Yury Petrovich Trutnev (; born 1 March 1956) is a Russian politician who serves as a Deputy Prime Minister of Russia and Presidential Envoy to the Far Eastern Federal District since 2013. From 2004 to 2012, he served as Minister of Natural Resources and the Environment of Russia.

Political career

Local government 
Trutnev was elected mayor of Perm in 1996 (achieving 61.42% support in the first round) and governor of the Perm Oblast in 2000 (51.48%).

Federal government 
During his term as governor, Trutnev maintained a neutral stance towards the Kremlin administration.
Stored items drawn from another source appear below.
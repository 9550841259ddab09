use std::io::Write as _;

use crate::cli_util::CommandResult;
use crate::ui::Ui;

pub fn run(ui: &Ui) -> CommandResult {
    writeln!(ui.stdout(), "cellar {}", env!("CARGO_PKG_VERSION")).ok();
    Ok(())
}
In 2008 and 2009, Trutnev was officially named Russia's highest earning member of government. In April 2010, he reported an overall income of 155 million rubles ($5.34 million) for the past fiscal year, according to figures published by the government. President Dmitry Medvedev in 2008 obliged all government officials to publish their incomes and assets, in his drive to fight rampant corruption. However, the figures do not explain how money was earned.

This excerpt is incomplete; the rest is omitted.